Полное воздержание от употребления наркотика отмечалось у 14/13,5% ВПН и 8/7,1% ВНН, частичное — у 58/55,8% ВПН и 45/39,8% ВНН, спонтанное — у 8/7,7% ВПН и 3/2,7% ВНН (Р<0,05); терапевтическая ремиссия — у 20/19,2% ВПН и 26/23,0% ВНН. Ранний рецидив (в течение 1 месяца после лечения) отмечен у 40/38,5% ВПН и 35/31,0% ВНН; до 3 месяцев — у 18/17,3% ВПН и 13/11,5% ВНН; от 3 до 6 месяцев — у 7/6,7% ВПН и 21/18,6% ВНН (Р<0,05); от 6 до 12 месяцев — у 24/23,1% ВПН и 17/15,0% ВНН, более 12 месяцев — у 12/11,5% ВПН и 17/15,0% ВНН.

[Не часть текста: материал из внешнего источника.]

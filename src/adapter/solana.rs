use alloy::primitives::U256;
use tracing::warn;

use crate::chain::ChainConfig;
use crate::error::Result;
use crate::model::{
    format_units, parse_raw_amount, BalancesResponse, NativeBalance, NftBalance, NftMetadata,
    TokenBalance, TokenMetadata, DEFAULT_SOLANA_DECIMALS, UNKNOWN_SYMBOL, UNKNOWN_TOKEN_NAME,
};
use crate::strategy::SolanaRawBalances;

/// Normalize a Solana-family payload. Lamports convert at the chain's
/// native precision; SPL amounts use the account's reported decimals, else
/// the documented default. Solana has no ERC-style token ids, so every NFT
/// carries an empty `token_id`.
pub fn normalize_balances(
    raw: SolanaRawBalances,
    config: &ChainConfig,
) -> Result<BalancesResponse> {
    let lamports = U256::from(raw.lamports.unwrap_or(0));

    let tokens = raw
        .token_accounts
        .into_iter()
        .map(|account| {
            let decimals = account.decimals.unwrap_or(DEFAULT_SOLANA_DECIMALS);
            let amount = parse_raw_amount(&account.amount).unwrap_or_else(|err| {
                warn!(error = %err, mint = %account.mint, "unparseable amount, substituting zero");
                U256::ZERO
            });
            TokenBalance {
                mint: account.mint,
                balance: format_units(amount, decimals),
                token_metadata: Some(TokenMetadata {
                    symbol: UNKNOWN_SYMBOL.to_string(),
                    decimals,
                    name: UNKNOWN_TOKEN_NAME.to_string(),
                }),
            }
        })
        .collect();

    let nfts = raw
        .nfts
        .into_iter()
        .map(|nft| NftBalance {
            mint: nft.mint,
            token_id: String::new(),
            token_metadata: Some(NftMetadata {
                collection: None,
                name: nft.name.unwrap_or_default(),
                image: nft.image.unwrap_or_default(),
            }),
        })
        .collect();

    Ok(BalancesResponse {
        native_balance: NativeBalance {
            balance: format_units(lamports, config.decimals),
        },
        tokens,
        nfts,
    })
}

Критические способности пациентов, их отношение к потреблению наркотиков характеризовались тем, что 23/22,1% ВПН и 18/15,9% ВНН отрицали очевидные факты приема наркотиков; 23/22,1% ВПН и 30/26,5% ВНН стремились скрыть или приуменьшить степень наркотизации; 15/14,4% ВПН и 6/5,3% ВНН бравировали, стремились подчеркнуть потребление наркотиков (Р<0,05); 10/9,6% ВПН и 4/3,5% ВНН (Р<0,05) не считали себя больными и не понимали опасности заболевания. Сниженная способность к критической оценке состояния, частичная критика, сохранность влечения к наркотику, эмоционально-волевые расстройства, искажение основных личностных качеств были характерны для 74/71,1% ВПН и 84/74,3% ВНН; стремление к отказу от наркотизации при сохранности критико-прогностических способностей — для 7/6,7% ВПН и 22/19,4% ВНН (Р<0,05); понимание последствий наркотизации, критическая оценка своего состояния со стремлением продолжить прием наркотиков, давая при этом «философское» обоснование — 8/7,6% ВПН; стремление к приему наркотика при полном осознании болезни, уверенность в способности самостоятельно справиться с заболеванием — 7/6,7% ВПН; не скрывали прием наркотика, не лечились, не выполняли назначений врача 3/2,8% ВПН.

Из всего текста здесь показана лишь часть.